The SCO Group has moved forward with its plans to offer Linux users protection against a lawsuit by making available a license that gives them the rights to run the open-source operating system.
The company is offering a SCO Intellectual Property License for Linux that permits the use of Linux without violating SCO Group's copyrighted Unix System V source code. SCO Group claims this code and derivative Unix code have been used without its permission to develop the Linux 2.4 and 2.5 kernels.
Each run-time-only license will cost a one-time fee of $US699 for a single-CPU system until 15 October. After that, the price of the license will jump to $US1,399.
"What's at stake here are intellectual-property rights," SCO Group president and CEO Darl McBride said at a press conference. Linux has to this point been used according to a "don't ask, don't tell" model, he said. "We're absolutely, 100 percent going to protect our intellectual-property rights, which we've spent hundreds of millions of dollars to buy and further develop," he said.
SCO Group hasn't defined pricing for systems using more than a single processor. If Linux users don't sign up for the new license, SCO Group has the ability to pursue individual users, McBride says, although he adds that the whole purpose of the licensing program is to avoid lawsuits.

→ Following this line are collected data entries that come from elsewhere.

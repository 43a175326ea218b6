use thiserror::Error;

#[derive(Debug, Error)]
pub enum ExchangeError {
    #[error("API credentials not configured")]
    Auth,

    #[error("exchange returned error code {code}: {body}")]
    Api { code: i64, body: String },

    #[error("price not found or invalid format for {symbol}")]
    PriceUnavailable { symbol: String },

    #[error("invalid order: {0}")]
    InvalidOrder(String),

    #[error("failed to decode response: {0}")]
    Decode(#[from] serde_json::Error),

    #[error(transparent)]
    Http(#[from] reqwest::Error),
}
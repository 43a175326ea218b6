use chrono::{DateTime, Utc};
use sqlx::sqlite::SqlitePool;
use sqlx::Row;

use common::models::{ExecutionMode, Side, TradeRecord, TradeRecordInsert};

use crate::db;
use crate::error::StoreError;

/// Append/query store for trade records. Records are immutable once
/// written; concurrent appends and reads go through the same pool.
#[derive(Clone)]
pub struct TradeStore {
    pool: SqlitePool,
}

impl TradeStore {
    pub async fn open(db_path: &str) -> Result<Self, StoreError> {
        Ok(Self {
            pool: db::connect(db_path).await?,
        })
    }

    pub async fn open_in_memory() -> Result<Self, StoreError> {
        Ok(Self {
            pool: db::connect_in_memory().await?,
        })
    }

    pub async fn append(&self, record: &TradeRecordInsert) -> Result<i64, StoreError> {
        let result = sqlx::query(
            r#"
                INSERT INTO trades (
                    timestamp, asset, operation, amount_thb, coin_amount,
                    price, mode, deviation, log_message
                ) VALUES (?, ?, ?, ?, ?, ?, ?, ?, ?)
            "#,
        )
        .bind(Utc::now())
        .bind(&record.asset)
        .bind(record.operation.as_str())
        .bind(record.amount_thb)
        .bind(record.coin_amount)
        .bind(record.price)
        .bind(record.mode.as_str())
        .bind(record.deviation)
        .bind(&record.log_message)
        .execute(&self.pool)
        .await?;

        Ok(result.last_insert_rowid())
    }

    /// Most recent records for a mode, newest first.
    pub async fn recent(
        &self,
        mode: ExecutionMode,
        limit: i64,
    ) -> Result<Vec<TradeRecord>, StoreError> {
        let rows = sqlx::query(
            r#"
                SELECT id, timestamp, asset, operation, amount_thb,
                       coin_amount, price, mode, deviation, log_message
                FROM trades
                WHERE mode = ?
                ORDER BY id DESC
                LIMIT ?
            "#,
        )
        .bind(mode.as_str())
        .bind(limit)
        .fetch_all(&self.pool)
        .await?;

        let mut records = Vec::with_capacity(rows.len());
        for row in rows {
            let operation: String = row.try_get("operation")?;
            let mode: String = row.try_get("mode")?;
            let timestamp: DateTime<Utc> = row.try_get("timestamp")?;

            records.push(TradeRecord {
                id: row.try_get("id")?,
                timestamp,
                asset: row.try_get("asset")?,
                operation: operation.parse::<Side>().map_err(StoreError::Corrupt)?,
                amount_thb: row.try_get("amount_thb")?,
                coin_amount: row.try_get("coin_amount")?,
                price: row.try_get("price")?,
                mode: mode.parse::<ExecutionMode>().map_err(StoreError::Corrupt)?,
                deviation: row.try_get("deviation")?,
                log_message: row.try_get("log_message")?,
            });
        }

        Ok(records)
    }
}
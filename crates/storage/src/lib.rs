pub mod db;
pub mod error;
pub mod repositories;

pub use error::StoreError;
pub use repositories::trades_repo::TradeStore;
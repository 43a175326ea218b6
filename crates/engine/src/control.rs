use std::sync::Arc;

use chrono::Utc;
use serde::Serialize;
use tokio::sync::{RwLock, mpsc};
use tracing::warn;

use common::config::SharedConfig;
use common::models::{ExecutionMode, Notification, PortfolioSnapshot, TradeRecord};
use common::models::portfolio::AssetAllocation;
use storage::{StoreError, TradeStore};

use crate::planner::round_to;

/// Read-only view served to the external status surface.
#[derive(Debug, Clone, Serialize)]
pub struct BotStatus {
    pub status: String,
    pub mode: String,
    pub last_run: String,
    pub coin_price: f64,
    pub total_value: f64,
    pub roi: f64,
    pub portfolio: Vec<AssetAllocation>,
}

impl BotStatus {
    fn initial(mode: ExecutionMode) -> Self {
        Self {
            status: "Running".to_string(),
            mode: mode.to_string(),
            last_run: String::new(),
            coin_price: 0.0,
            total_value: 0.0,
            roi: 0.0,
            portfolio: Vec::new(),
        }
    }
}

/// Last-pass result published by the coordinator, read by the control
/// surface. Display state only; nothing trades off it.
#[derive(Clone)]
pub struct StatusHandle {
    inner: Arc<RwLock<BotStatus>>,
}

impl StatusHandle {
    pub fn new(mode: ExecutionMode) -> Self {
        Self {
            inner: Arc::new(RwLock::new(BotStatus::initial(mode))),
        }
    }

    pub async fn publish(&self, snapshot: &PortfolioSnapshot, mode: ExecutionMode) {
        let mut status = self.inner.write().await;
        status.mode = mode.to_string();
        status.last_run = Utc::now().format("%H:%M:%S").to_string();
        status.coin_price = round_to(snapshot.coin_price, 2);
        status.total_value = round_to(snapshot.total_value, 2);
        status.roi = round_to(snapshot.roi, 2);
        status.portfolio = snapshot.portfolio.clone();
    }

    pub async fn get(&self) -> BotStatus {
        self.inner.read().await.clone()
    }

    async fn set_mode(&self, mode: ExecutionMode) {
        self.inner.write().await.mode = mode.to_string();
    }
}

/// Operations exposed to the external control surface: status snapshot,
/// production trade history, and the dry/prod mode toggle.
pub struct ControlSurface {
    shared: SharedConfig,
    status: StatusHandle,
    store: TradeStore,
    notify_tx: mpsc::Sender<Notification>,
}

impl ControlSurface {
    pub fn new(
        shared: SharedConfig,
        status: StatusHandle,
        store: TradeStore,
        notify_tx: mpsc::Sender<Notification>,
    ) -> Self {
        Self {
            shared,
            status,
            store,
            notify_tx,
        }
    }

    pub async fn status(&self) -> BotStatus {
        self.status.get().await
    }

    pub async fn history(&self, limit: i64) -> Result<Vec<TradeRecord>, StoreError> {
        self.store.recent(ExecutionMode::Production, limit).await
    }

    /// Accepts `"dry"` or `"prod"`; anything else is ignored and returns
    /// `None`. The write lock is held only for the flag flip.
    pub async fn set_mode(&self, mode: &str) -> Option<ExecutionMode> {
        let dry_run = match mode {
            "dry" => true,
            "prod" => false,
            _ => return None,
        };

        let new_mode = self.shared.set_dry_run(dry_run).await;
        self.status.set_mode(new_mode).await;

        if let Err(e) = self.notify_tx.try_send(Notification::ModeChange { mode: new_mode }) {
            warn!("Mode-change notification dropped: {}", e);
        }

        Some(new_mode)
    }
}

#[cfg(test)]
mod tests {
    use super::*;
    use common::config::default_targets;

    async fn surface() -> (ControlSurface, mpsc::Receiver<Notification>) {
        let shared = SharedConfig::new(true, 5.0, default_targets("BTC"));
        let status = StatusHandle::new(ExecutionMode::DryRun);
        let store = TradeStore::open_in_memory().await.unwrap();
        let (tx, rx) = mpsc::channel(8);
        (ControlSurface::new(shared, status, store, tx), rx)
    }

    #[tokio::test]
    async fn set_mode_toggles_and_notifies() {
        let (surface, mut rx) = surface().await;

        let mode = surface.set_mode("prod").await;
        assert_eq!(mode, Some(ExecutionMode::Production));
        assert_eq!(surface.status().await.mode, "PRODUCTION");

        match rx.recv().await {
            Some(Notification::ModeChange { mode }) => {
                assert_eq!(mode, ExecutionMode::Production)
            }
            other => panic!("expected mode-change notification, got {other:?}"),
        }
    }

    #[tokio::test]
    async fn unknown_mode_is_ignored() {
        let (surface, mut rx) = surface().await;

        assert_eq!(surface.set_mode("yolo").await, None);
        assert_eq!(surface.status().await.mode, "DRY_RUN");
        assert!(rx.try_recv().is_err());
    }

    #[tokio::test]
    async fn history_is_production_only() {
        let (surface, _rx) = surface().await;
        let trades = surface.history(10).await.unwrap();
        assert!(trades.is_empty());
    }
}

SCO Group's contention is that it needs to collect fees from users for its intellectual property because vendors such as IBM and Red Hat Inc. don't indemnify their customers against intellectual-property infringements contained in the Linux kernel. "There's a shell game going on here about legal Linux liability," McBride said. "The rock is showing up under the shell of the end user. Vendors have shifted liability to their customers. IBM and Red Hat have painted a Linux liability target on the backs of their customers."